Evidemment les autorités ont fermé les yeux. Se vantent de veiller jour et nuit sur notre sécurité, mais dès qu'il faut avancer le prix de location de trois bulldozers pour éradiquer à tout jamais l'œuvre néfaste d'un contempteur du genre humain, elles ne lèvent pas le petit doigt. C'est alors qu'encouragé par cette absence de réaction Claudius de Cap Blanc est passé à la deuxième étape de ses plans machiavéliques qui ne visent qu'à la déstabilisation des représentations idéologiques de notre substrat civilisationnel.

 

Va agir par surprise.
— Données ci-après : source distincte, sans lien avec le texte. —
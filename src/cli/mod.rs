// src/cli/mod.rs

use clap::Parser;

/// Action registry and dispatch.
pub mod dispatcher;
/// One module per action.
pub mod handlers;

/// flowcoder: validate, inspect and render graph-structured assistant commands.
///
/// Actions:
///   validate <file|name>            Structural, syntax and security report
///   check [--dir <path>]            Validate every stored command, including cycles
///   list                            List stored commands and their usage
///   show <file|name>                Print the flowchart as a tree
///   args <file|name> [raw...]       Show how raw arguments bind
///   render <file|name> --text <t>   Substitute arguments and variables into a template
#[derive(Parser, Debug)]
#[command(author, version, about, verbatim_doc_comment)]
#[command(disable_help_subcommand = true)]
pub struct Cli {
    /// The action followed by its own arguments.
    #[arg(trailing_var_arg = true, allow_hyphen_values = true)]
    pub args: Vec<String>,
}
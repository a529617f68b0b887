// src/cli/handlers/args.rs

use crate::cli::handlers::commons;
use crate::core::settings::Settings;
use anyhow::{Context, Result};
use clap::Parser;
use colored::Colorize;

#[derive(Parser, Debug, Default)]
#[command(
    no_binary_name = true,
    about = "Shows how raw invocation text binds to a command's declared arguments."
)]
struct ArgsArgs {
    /// Command file path or stored command name.
    target: String,
    /// Print the binding table as JSON.
    #[arg(long)]
    json: bool,
    /// The raw invocation text, e.g. `utils.py "two words"`.
    #[arg(trailing_var_arg = true, allow_hyphen_values = true)]
    raw: Vec<String>,
}

/// Re-quotes CLI words so that shell-style tokenization sees them unchanged.
pub fn join_raw(words: &[String]) -> Result<String> {
    shlex::try_join(words.iter().map(String::as_str)).context("Arguments cannot be quoted safely")
}

/// The main handler for the `args` action.
pub fn handle(args: Vec<String>, settings: &Settings) -> Result<()> {
    let args_args = ArgsArgs::try_parse_from(&args)?;
    let command = commons::load_command(&args_args.target, settings)?;
    let raw = join_raw(&args_args.raw)?;
    let bindings = command.parse_arguments(&raw)?;

    if args_args.json {
        println!("{}", serde_json::to_string_pretty(&bindings)?);
        return Ok(());
    }

    println!("\n{} {}", "Usage:".yellow().bold(), command.usage());
    if bindings.is_empty() {
        println!("  (no bindings)");
    }
    for (key, value) in bindings.iter() {
        println!("  {:<12} {}", key.cyan(), value);
    }
    Ok(())
}
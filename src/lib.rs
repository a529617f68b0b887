//! Graph-structured commands for AI coding-assistant sessions.
//!
//! A [`core::command::Command`] owns a [`core::flowchart::Flowchart`] of typed
//! blocks. This crate validates those graphs, binds invocation arguments,
//! substitutes `$N` and `{{path}}` placeholders and detects invocation cycles
//! between commands. Running the blocks is left to an external controller.

/// Command-line front end.
pub mod cli;
/// Shared names and defaults.
pub mod constants;
/// Graph logic, substitution, validation and storage.
pub mod core;
/// Serializable blocks, connections and argument declarations.
pub mod models;
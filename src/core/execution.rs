// src/core/execution.rs

//! # Execution Context
//!
//! The binding table an execution controller threads through a run. It holds
//! arguments (`$1`, named) and block outputs side by side, tracks nesting for
//! Command block invocations and refuses recursive calls at runtime.

use crate::constants::DEFAULT_MAX_RECURSION_DEPTH;
use crate::core::arg_parser::ArgumentBindings;
use crate::core::substitution::{self, Bindings, SubstitutionError};
use serde_json::Value;
use thiserror::Error;

/// Runtime refusal to nest another command invocation.
#[derive(Error, Debug, Clone, PartialEq, Eq)]
pub enum RecursionError {
    /// The command is already running further up the call stack.
    #[error("{}", render_recursion(.command, .call_stack))]
    Recursive {
        /// The command that was about to start again.
        command: String,
        /// Stack at the time of the call, the repeated name last.
        call_stack: Vec<String>,
    },
    /// The nesting limit was reached.
    #[error("Maximum command nesting depth ({max_depth}) exceeded while calling '{command}'")]
    DepthExceeded { command: String, max_depth: usize },
}

impl RecursionError {
    /// The tail of the call stack that forms the cycle.
    pub fn cycle(&self) -> &[String] {
        match self {
            Self::Recursive { command, call_stack } => {
                let first = call_stack.iter().position(|c| c == command).unwrap_or(0);
                call_stack.get(first..).unwrap_or_default()
            }
            Self::DepthExceeded { .. } => &[],
        }
    }
}

fn render_recursion(command: &str, call_stack: &[String]) -> String {
    let first = call_stack.iter().position(|c| c == command).unwrap_or(0);
    let cycle = call_stack.get(first..).unwrap_or_default();

    let mut lines = vec![
        format!("Recursive command invocation detected: {command}"),
        String::new(),
        "Call stack:".to_string(),
    ];
    for (depth, name) in call_stack.iter().enumerate() {
        let marker = if name == command { "! " } else { "" };
        lines.push(format!("{}{}{}", "  ".repeat(depth), marker, name));
    }
    lines.push(String::new());
    lines.push(format!("Recursive cycle: {}", cycle.join(" → ")));
    lines.push(String::new());
    lines.push(
        "To fix this: Remove the recursive command block, or restructure your commands to avoid circular dependencies."
            .to_string(),
    );
    lines.join("\n")
}

/// Variables and call tracking for one command run.
#[derive(Debug, Clone, PartialEq)]
pub struct ExecutionContext {
    /// Command this context runs.
    pub command_name: String,
    /// Variables set locally, arguments included.
    pub variables: Bindings,
    parent: Option<Box<ExecutionContext>>,
    /// Nesting level; the root context is 0.
    pub depth: usize,
    /// Deepest nesting allowed.
    pub max_depth: usize,
    call_stack: Vec<String>,
}

impl ExecutionContext {
    /// A root context for `command_name` seeded with its parsed arguments.
    pub fn new(command_name: impl Into<String>, arguments: ArgumentBindings) -> Self {
        Self {
            command_name: command_name.into(),
            variables: arguments.into_bindings(),
            parent: None,
            depth: 0,
            max_depth: DEFAULT_MAX_RECURSION_DEPTH,
            call_stack: Vec::new(),
        }
    }

    /// Overrides the nesting limit.
    pub fn with_max_depth(mut self, max_depth: usize) -> Self {
        self.max_depth = max_depth;
        self
    }

    /// The inherited snapshot, when this is a child context.
    pub fn parent(&self) -> Option<&Self> {
        self.parent.as_deref()
    }

    /// Commands currently being executed, outermost first.
    pub fn call_stack(&self) -> &[String] {
        &self.call_stack
    }

    /// Sets a variable in this context only.
    pub fn set_variable(&mut self, key: impl Into<String>, value: Value) {
        self.variables.insert(key.into(), value);
    }

    /// Looks up `key` locally, then through the parent chain.
    pub fn get_variable(&self, key: &str) -> Option<&Value> {
        self.variables
            .get(key)
            .or_else(|| self.parent.as_ref().and_then(|p| p.get_variable(key)))
    }

    /// `true` while another nested invocation stays within `max_depth`.
    pub fn can_nest_deeper(&self) -> bool {
        self.depth < self.max_depth
    }

    /// Records that `command_name` is starting. Refuses a name already on the stack.
    pub fn push_call_stack(&mut self, command_name: &str) -> Result<(), RecursionError> {
        if self.call_stack.iter().any(|c| c == command_name) {
            let mut call_stack = self.call_stack.clone();
            call_stack.push(command_name.to_string());
            return Err(RecursionError::Recursive {
                command: command_name.to_string(),
                call_stack,
            });
        }
        self.call_stack.push(command_name.to_string());
        Ok(())
    }

    /// Removes and returns the innermost command.
    pub fn pop_call_stack(&mut self) -> Option<String> {
        self.call_stack.pop()
    }

    /// Human readable chain, e.g. `deploy → run-tests`.
    pub fn call_chain(&self) -> String {
        if self.call_stack.is_empty() {
            "(no calls)".to_string()
        } else {
            self.call_stack.join(" → ")
        }
    }

    /// Builds the context for a nested Command block invocation.
    ///
    /// With `inherit` the child keeps a snapshot of this context as its parent,
    /// so unresolved lookups fall through to the caller's variables.
    pub fn child_context(
        &self,
        command_name: &str,
        arguments: ArgumentBindings,
        inherit: bool,
    ) -> Result<Self, RecursionError> {
        if !self.can_nest_deeper() {
            return Err(RecursionError::DepthExceeded {
                command: command_name.to_string(),
                max_depth: self.max_depth,
            });
        }

        let mut child = Self {
            command_name: command_name.to_string(),
            variables: arguments.into_bindings(),
            parent: inherit.then(|| Box::new(self.clone())),
            depth: self.depth + 1,
            max_depth: self.max_depth,
            call_stack: self.call_stack.clone(),
        };
        child.push_call_stack(command_name)?;
        log::debug!("Entering '{}' (depth {})", command_name, child.depth);
        Ok(child)
    }

    /// Copies the child's named outputs back into this context. Positional keys stay behind.
    pub fn merge_outputs(&mut self, child: &Self) {
        for (key, value) in &child.variables {
            if !key.starts_with('$') {
                self.variables.insert(key.clone(), value.clone());
            }
        }
    }

    /// All visible variables, parents first so that local values win.
    pub fn visible_variables(&self) -> Bindings {
        let mut merged = self
            .parent
            .as_ref()
            .map(|p| p.visible_variables())
            .unwrap_or_default();
        for (key, value) in &self.variables {
            merged.insert(key.clone(), value.clone());
        }
        merged
    }

    /// Combined substitution against this context's visible variables.
    pub fn substitute(&self, text: &str) -> Result<String, SubstitutionError> {
        let bindings = self.visible_variables();
        substitution::substitute_all(text, &bindings, &bindings)
    }
}

#[cfg(test)]
mod tests {
    use super::*;
    use crate::core::arg_parser::bind_arguments;
    use crate::models::CommandArgument;
    use serde_json::json;

    fn root() -> ExecutionContext {
        let decls = vec![CommandArgument::required("file")];
        ExecutionContext::new("deploy", bind_arguments("app.py", &decls).unwrap())
    }

    #[test]
    fn test_root_context_holds_arguments() {
        let ctx = root();
        assert_eq!(ctx.get_variable("$1"), Some(&json!("app.py")));
        assert_eq!(ctx.get_variable("file"), Some(&json!("app.py")));
        assert_eq!(ctx.call_chain(), "(no calls)");
        assert_eq!(ctx.substitute("ship $1").unwrap(), "ship app.py");
    }

    #[test]
    fn test_context_without_bindings_leaves_positions_alone() {
        let ctx = ExecutionContext::new("report", ArgumentBindings::default());
        let awk = "awk '{print $1}' file.txt";
        assert_eq!(ctx.substitute(awk).unwrap(), awk);
    }

    #[test]
    fn test_push_refuses_recursion() {
        let mut ctx = root();
        ctx.push_call_stack("deploy").unwrap();
        ctx.push_call_stack("run-tests").unwrap();
        assert_eq!(ctx.call_chain(), "deploy → run-tests");

        let err = ctx.push_call_stack("deploy").unwrap_err();
        assert_eq!(err.cycle(), ["deploy", "run-tests", "deploy"]);
        let message = err.to_string();
        assert!(message.starts_with("Recursive command invocation detected: deploy"));
        assert!(message.contains("Recursive cycle: deploy → run-tests → deploy"));

        assert_eq!(ctx.pop_call_stack().as_deref(), Some("run-tests"));
        assert_eq!(ctx.call_stack(), ["deploy"]);
    }

    #[test]
    fn test_child_context_inherits_and_merges() {
        let mut ctx = root();
        ctx.push_call_stack("deploy").unwrap();
        ctx.set_variable("env", json!("prod"));

        let args = bind_arguments("fast", &[]).unwrap();
        let mut child = ctx.child_context("build", args, true).unwrap();
        assert_eq!(child.depth, 1);
        assert_eq!(child.call_chain(), "deploy → build");
        assert_eq!(child.get_variable("env"), Some(&json!("prod")));
        assert_eq!(child.get_variable("$1"), Some(&json!("fast")));
        assert_eq!(child.substitute("{{env}}-{{file}}").unwrap(), "prod-app.py");

        child.set_variable("artifact", json!({"path": "dist/app"}));
        ctx.merge_outputs(&child);
        assert_eq!(ctx.get_variable("artifact"), Some(&json!({"path": "dist/app"})));
        assert_eq!(ctx.get_variable("$1"), Some(&json!("app.py")));
    }

    #[test]
    fn test_child_without_inheritance_is_isolated() {
        let mut ctx = root();
        ctx.set_variable("env", json!("prod"));
        let child = ctx.child_context("lint", ArgumentBindings::default(), false).unwrap();
        assert!(child.parent().is_none());
        assert_eq!(child.get_variable("env"), None);
    }

    #[test]
    fn test_depth_limit() {
        let ctx = root().with_max_depth(1);
        let child = ctx.child_context("a", ArgumentBindings::default(), false).unwrap();
        assert!(!child.can_nest_deeper());
        assert!(matches!(
            child.child_context("b", ArgumentBindings::default(), false),
            Err(RecursionError::DepthExceeded { max_depth: 1, .. })
        ));
    }
}
// --- Positional arguments ---

/// Replaces every `$N` (N ≥ 1) with its binding. `$0` and `$$` are left alone.
pub fn substitute_arguments(text: &str, arguments: &Bindings) -> Result<String, SubstitutionError> {
    let (protected, table) = preprocess_text(text);
    let mut output = String::with_capacity(protected.len());
    let mut last_end = 0;

    for caps in ARG_PATTERN.captures_iter(&protected) {
        let (Some(whole), Some(digits)) = (caps.get(0), caps.get(1)) else {
            continue;
        };
        let position = digits.as_str().parse::<u64>().unwrap_or(u64::MAX);
        if position == 0 {
            continue;
        }

        let value = arguments
            .get(whole.as_str())
            .ok_or_else(|| SubstitutionError::MissingArgument {
                placeholder: whole.as_str().to_string(),
                position,
                available: available_keys(arguments),
            })?;
        let rendered = render_value(value).map_err(|e| SubstitutionError::Serialization {
            path: whole.as_str().to_string(),
            message: e.to_string(),
        })?;

        output.push_str(protected.get(last_end..whole.start()).unwrap_or_default());
        output.push_str(&rendered);
        last_end = whole.end();
    }
    output.push_str(protected.get(last_end..).unwrap_or_default());

    Ok(postprocess_text(&output, &table))
}

/// Distinct `$N` references in `text` (N ≥ 1), sorted numerically.
pub fn find_argument_references(text: &str) -> Vec<String> {
    argument_numbers(text)
        .into_iter()
        .map(|n| format!("${n}"))
        .collect()
}

fn argument_numbers(text: &str) -> BTreeSet<u64> {
    let (protected, _) = preprocess_text(text);
    ARG_PATTERN
        .captures_iter(&protected)
        .filter_map(|caps| caps.get(1)?.as_str().parse::<u64>().ok())
        .filter(|n| *n > 0)
        .collect()
}

/// Warns when the referenced positions skip a number, e.g. `$1` and `$3` without `$2`.
pub fn validate_argument_syntax(text: &str) -> Vec<String> {
    let numbers = argument_numbers(text);
    let Some(&highest) = numbers.last() else {
        return Vec::new();
    };

    let missing: Vec<String> = (1..highest)
        .filter(|n| !numbers.contains(n))
        .map(|n| format!("${n}"))
        .collect();
    if missing.is_empty() {
        return Vec::new();
    }

    let found: Vec<String> = numbers.iter().map(|n| format!("${n}")).collect();
    vec![format!(
        "Argument reference skips {} (found {})",
        missing.join(", "),
        found.join(", ")
    )]
}

// --- Structured variables ---

/// Resolves a dotted/bracketed path such as `user.tags[0]` against `variables`.
pub fn resolve_variable_path<'v>(
    path: &str,
    variables: &'v Bindings,
) -> Result<&'v Value, PathResolutionError> {
    let normalized = path.replace('[', ".").replace(']', "");
    let mut segments = normalized.split('.');
    let root = segments.next().unwrap_or_default();

    let mut current = variables
        .get(root)
        .ok_or_else(|| PathResolutionError::KeyNotFound(root.to_string()))?;
    for segment in segments {
        current = step_into(current, segment)?;
    }
    Ok(current)
}

fn step_into<'v>(value: &'v Value, segment: &str) -> Result<&'v Value, PathResolutionError> {
    match value {
        Value::Object(map) => map
            .get(segment)
            .ok_or_else(|| PathResolutionError::KeyNotFound(segment.to_string())),
        Value::Array(items) => {
            let index: i64 = segment
                .parse()
                .map_err(|_| PathResolutionError::InvalidIndex(segment.to_string()))?;
            usize::try_from(index)
                .ok()
                .and_then(|i| items.get(i))
                .ok_or(PathResolutionError::IndexOutOfRange {
                    index,
                    len: items.len(),
                })
        }
        other => Err(PathResolutionError::NotIndexable {
            segment: segment.to_string(),
            kind: value_kind(other),
        }),
    }
}

/// Replaces every `{{path}}` with the resolved value.
pub fn substitute_variables(text: &str, variables: &Bindings) -> Result<String, SubstitutionError> {
    let mut output = String::with_capacity(text.len());
    let mut last_end = 0;

    for caps in VAR_PATTERN.captures_iter(text) {
        let (Some(whole), Some(path)) = (caps.get(0), caps.get(1)) else {
            continue;
        };
        let path = path.as_str();
        let value = resolve_variable_path(path, variables).map_err(|source| {
            SubstitutionError::VariableNotFound {
                path: path.to_string(),
                source,
                available: available_keys(variables),
            }
        })?;
        let rendered = render_value(value).map_err(|e| SubstitutionError::Serialization {
            path: path.to_string(),
            message: e.to_string(),
        })?;

        output.push_str(text.get(last_end..whole.start()).unwrap_or_default());
        output.push_str(&rendered);
        last_end = whole.end();
    }
    output.push_str(text.get(last_end..).unwrap_or_default());

    Ok(output)
}

/// Distinct `{{path}}` references in `text`, in order of first appearance.
pub fn find_variable_references(text: &str) -> Vec<String> {
    let mut seen = Vec::new();
    for caps in VAR_PATTERN.captures_iter(text) {
        if let Some(path) = caps.get(1) {
            let path = path.as_str().to_string();
            if !seen.contains(&path) {
                seen.push(path);
            }
        }
    }
    seen
}
impl Flowchart {
    /// Creates a flowchart holding a single Start block.
    pub fn new() -> Self {
        let start = Block::start();
        let start_id = start.id().to_string();
        let mut blocks = IndexMap::new();
        blocks.insert(start_id.clone(), start);
        Self {
            blocks,
            connections: Vec::new(),
            start_block_id: Some(start_id),
        }
    }

    /// Creates a flowchart with no blocks at all. Only useful for tests and loaders.
    pub fn empty() -> Self {
        Self {
            blocks: IndexMap::new(),
            connections: Vec::new(),
            start_block_id: None,
        }
    }

    // --- Mutation ---

    /// Adds a block. A Start block becomes the designated start; a second one is refused.
    pub fn add_block(&mut self, block: Block) -> Result<(), FlowchartError> {
        if self.blocks.contains_key(block.id()) {
            return Err(FlowchartError::DuplicateBlock(block.id().to_string()));
        }
        if block.block_type() == BlockType::Start {
            if let Some(existing) = self.first_start_block() {
                return Err(FlowchartError::DuplicateStart {
                    existing: existing.id().to_string(),
                });
            }
            self.start_block_id = Some(block.id().to_string());
        }
        log::debug!("Adding block '{}' ({})", block.name, block.block_type());
        self.blocks.insert(block.id().to_string(), block);
        Ok(())
    }

    /// Removes a block and every connection touching it. The Start block stays.
    pub fn remove_block(&mut self, block_id: &str) -> Result<Block, FlowchartError> {
        match self.blocks.get(block_id) {
            None => return Err(FlowchartError::BlockNotFound(block_id.to_string())),
            Some(b) if b.block_type() == BlockType::Start => {
                return Err(FlowchartError::CannotRemoveStart);
            }
            Some(_) => {}
        }
        let block = self
            .blocks
            .shift_remove(block_id)
            .ok_or_else(|| FlowchartError::BlockNotFound(block_id.to_string()))?;

        self.connections
            .retain(|c| c.source_block_id != block_id && c.target_block_id != block_id);
        log::debug!("Removed block '{}'", block.name);
        Ok(block)
    }

    /// Appends a connection between two existing blocks.
    /// A second connection over the same (source, target) pair is refused.
    pub fn add_connection(&mut self, connection: Connection) -> Result<(), FlowchartError> {
        for id in [&connection.source_block_id, &connection.target_block_id] {
            if !self.blocks.contains_key(id) {
                return Err(FlowchartError::BlockNotFound(id.clone()));
            }
        }
        let duplicate = self.connections.iter().any(|c| {
            c.source_block_id == connection.source_block_id
                && c.target_block_id == connection.target_block_id
        });
        if duplicate {
            return Err(FlowchartError::DuplicateConnection {
                source_id: connection.source_block_id,
                target_id: connection.target_block_id,
            });
        }
        log::debug!("Adding {}", connection);
        self.connections.push(connection);
        Ok(())
    }

    /// Connects two blocks with a true-path edge and returns the new connection's id.
    pub fn connect(&mut self, source_id: &str, target_id: &str) -> Result<String, FlowchartError> {
        self.connect_path(source_id, target_id, true)
    }

    /// Connects two blocks on the given branch path.
    pub fn connect_path(
        &mut self,
        source_id: &str,
        target_id: &str,
        is_true_path: bool,
    ) -> Result<String, FlowchartError> {
        let mut connection = Connection::new(source_id, target_id)?;
        connection.is_true_path = is_true_path;
        let id = connection.id().to_string();
        self.add_connection(connection)?;
        Ok(id)
    }

    /// Removes a connection by id, returning it if it existed.
    pub fn remove_connection(&mut self, connection_id: &str) -> Option<Connection> {
        let index = self
            .connections
            .iter()
            .position(|c| c.id() == connection_id)?;
        Some(self.connections.remove(index))
    }

    // --- Queries ---

    /// Looks a block up by id.
    pub fn block(&self, block_id: &str) -> Option<&Block> {
        self.blocks.get(block_id)
    }

    /// Mutable lookup by id.
    pub fn block_mut(&mut self, block_id: &str) -> Option<&mut Block> {
        self.blocks.get_mut(block_id)
    }

    /// Blocks in insertion order.
    pub fn blocks(&self) -> impl Iterator<Item = &Block> {
        self.blocks.values()
    }

    /// Number of blocks.
    pub fn block_count(&self) -> usize {
        self.blocks.len()
    }

    /// Connections in insertion order.
    pub fn connections(&self) -> &[Connection] {
        &self.connections
    }

    /// Id of the designated Start block.
    pub fn start_block_id(&self) -> Option<&str> {
        self.start_block_id.as_deref()
    }

    /// The designated Start block, if any.
    pub fn start_block(&self) -> Option<&Block> {
        self.start_block_id
            .as_deref()
            .and_then(|id| self.blocks.get(id))
    }

    /// Outgoing connections of `block_id`.
    pub fn connections_from<'a>(&'a self, block_id: &'a str) -> impl Iterator<Item = &'a Connection> {
        self.connections
            .iter()
            .filter(move |c| c.source_block_id == block_id)
    }

    /// Incoming connections of `block_id`.
    pub fn connections_to<'a>(&'a self, block_id: &'a str) -> impl Iterator<Item = &'a Connection> {
        self.connections
            .iter()
            .filter(move |c| c.target_block_id == block_id)
    }

    /// Target of the first outgoing connection of a non-branch block.
    pub fn next_block(&self, block_id: &str) -> Option<&Block> {
        self.connections_from(block_id)
            .next()
            .and_then(|c| self.blocks.get(&c.target_block_id))
    }

    /// Target of the branch connection matching `outcome`.
    pub fn next_block_for_branch(&self, block_id: &str, outcome: bool) -> Option<&Block> {
        self.connections_from(block_id)
            .find(|c| c.is_true_path == outcome)
            .and_then(|c| self.blocks.get(&c.target_block_id))
    }

    /// Blocks that invoke another command, paired with their call configuration.
    pub fn command_calls(&self) -> impl Iterator<Item = (&Block, &CommandCallConfig)> {
        self.blocks.values().filter_map(|block| match &block.kind {
            BlockKind::Command(cfg) => Some((block, cfg)),
            _ => None,
        })
    }

    fn first_start_block(&self) -> Option<&Block> {
        self.blocks().find(|b| b.block_type() == BlockType::Start)
    }

    /// Ids of every block reachable from `start_id` by following connections.
    pub fn reachable_from(&self, start_id: &str) -> HashSet<String> {
        let mut reachable = HashSet::new();
        let mut queue = VecDeque::from([start_id.to_string()]);

        while let Some(current) = queue.pop_front() {
            if !reachable.insert(current.clone()) {
                continue;
            }
            for conn in self.connections_from(&current) {
                if !reachable.contains(&conn.target_block_id) {
                    queue.push_back(conn.target_block_id.clone());
                }
            }
        }
        reachable
    }

    // --- Validation ---

    /// Runs the structural checks in a fixed order and collects every finding.
    pub fn validate(&self) -> ValidationResult {
        let mut result = ValidationResult::default();

        // 1. Exactly one Start block.
        let start_blocks: Vec<&Block> = self
            .blocks()
            .filter(|b| b.block_type() == BlockType::Start)
            .collect();
        match start_blocks.len() {
            0 => result.error(
                "Flowchart must have a Start block. Add a Start block to define where execution begins.",
            ),
            1 => {}
            n => result.error(format!(
                "Flowchart must have only one Start block (found {n}). Remove the extra Start blocks."
            )),
        }

        // 2. At least one End block.
        if !self.blocks().any(|b| b.block_type() == BlockType::End) {
            result.warning(
                "Flowchart should have at least one End block. Execution will stop when no next block is found.",
            );
        }

        // 3. Reachability from the first Start block. Fully disconnected
        // blocks are left to check 8.
        if let Some(start) = start_blocks.first() {
            let reachable = self.reachable_from(start.id());
            let unreachable: Vec<&str> = self
                .blocks()
                .filter(|b| !reachable.contains(b.id()) && !self.is_disconnected(b))
                .map(|b| b.name.as_str())
                .collect();
            if !unreachable.is_empty() {
                result.warning(format!(
                    "Blocks unreachable from Start: {}. These blocks will never execute.",
                    unreachable.join(", ")
                ));
            }
        }

        // 4. Prompt blocks need text.
        for block in self.blocks() {
            if let BlockKind::Prompt(cfg) = &block.kind
                && cfg.prompt.trim().is_empty()
            {
                result.error(format!(
                    "Prompt block '{}' has an empty prompt. Add prompt text for the assistant.",
                    block.name
                ));
            }
        }

        // 5. Branch blocks need a condition and both paths.
        for block in self.blocks() {
            if let BlockKind::Branch(cfg) = &block.kind {
                self.validate_branch(block, &cfg.condition, &mut result);
            }
        }

        // 6. Per-block configuration rules.
        for block in self.blocks() {
            if matches!(
                block.kind,
                BlockKind::Variable(_) | BlockKind::Bash(_) | BlockKind::Command(_)
            ) {
                for err in block.validate() {
                    result.error(format!(
                        "{} block '{}': {}",
                        block.block_type().label(),
                        block.name,
                        err
                    ));
                }
            }
        }

        // 7. Connection endpoints must exist.
        for conn in &self.connections {
            if !self.blocks.contains_key(&conn.source_block_id) {
                result.error(format!(
                    "Connection references non-existent source block: {}",
                    conn.source_block_id
                ));
            }
            if !self.blocks.contains_key(&conn.target_block_id) {
                result.error(format!(
                    "Connection references non-existent target block: {}",
                    conn.target_block_id
                ));
            }
        }

        // 8. Disconnected blocks.
        for block in self.blocks() {
            if self.is_disconnected(block) {
                result.warning(format!(
                    "Block '{}' is completely disconnected (no incoming or outgoing connections).",
                    block.name
                ));
            }
        }

        log::debug!(
            "Validated flowchart: {} error(s), {} warning(s)",
            result.errors.len(),
            result.warnings.len()
        );
        result
    }

    /// A non-Start, non-End block with neither incoming nor outgoing connections.
    fn is_disconnected(&self, block: &Block) -> bool {
        !matches!(block.block_type(), BlockType::Start | BlockType::End)
            && !self
                .connections
                .iter()
                .any(|c| c.source_block_id == block.id() || c.target_block_id == block.id())
    }

    fn validate_branch(&self, block: &Block, condition: &str, result: &mut ValidationResult) {
        if condition.trim().is_empty() {
            result.error(format!(
                "Branch block '{}' has no condition. Add a condition to evaluate.",
                block.name
            ));
        }

        let outgoing: Vec<&Connection> = self.connections_from(block.id()).collect();
        if outgoing.is_empty() {
            result.error(format!(
                "Branch block '{}' has no outgoing connections. Add True and False paths.",
                block.name
            ));
            return;
        }

        let has_true = outgoing.iter().any(|c| c.is_true_path);
        let has_false = outgoing.iter().any(|c| !c.is_true_path);
        if !has_false {
            result.error(format!(
                "Branch block '{}' only has a True path connection. Add a False path for when the condition is not met.",
                block.name
            ));
        } else if !has_true {
            result.error(format!(
                "Branch block '{}' only has a False path connection. Add a True path for when the condition is met.",
                block.name
            ));
        }
    }
}
// src/constants.rs

/// The name of the flowcoder directory inside the system config directory.
pub const CONFIG_DIR_NAME: &str = "flowcoder";

/// The name of the settings file (in ~/.config/flowcoder/).
pub const SETTINGS_FILENAME: &str = "config.toml";

/// The name of the default command store directory (in ~/.config/flowcoder/).
pub const COMMANDS_DIR_NAME: &str = "commands";

/// File extension of a serialized command.
pub const COMMAND_FILE_EXTENSION: &str = "json";

/// How many nested command calls are allowed by default.
pub const DEFAULT_MAX_RECURSION_DEPTH: usize = 10;

/// Overrides the config directory (mostly useful for tests and CI).
pub const CONFIG_DIR_ENV: &str = "FLOWCODER_CONFIG_DIR";

/// Overrides the command store directory.
pub const COMMANDS_DIR_ENV: &str = "FLOWCODER_COMMANDS_DIR";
Lui qui a ramené l'Homme à son plus petit commun dénominateur, la bêtise triomphante – décide, peut-être pris de remords, peut-être atterré par sa propre outrecuidance, de couper la pomme en deux et d'en sauver la moitié. Ce sera la Femme. N'a pas tort, ces êtres qui font si bien la vaisselle, le ménage et le repassage, méritent une fervente attention. Comme de loin, rien ne ressemble plus à un être humain féminin qu'un être humain masculin, il pallie cette difficulté en représentant notre fée du logis par ce qui physiologiquement la différencie le plus, cette empreinte vulvaire dont il usera désormais en tant qu'étendard esthétique pour annoncer au monde entier la suprématie de la femellitude humaine. Et voici notre homme déguisé en tatoueur fou qui dépose sur toutes les pierres qui passent à sa portée la marque sexuée de la féminité.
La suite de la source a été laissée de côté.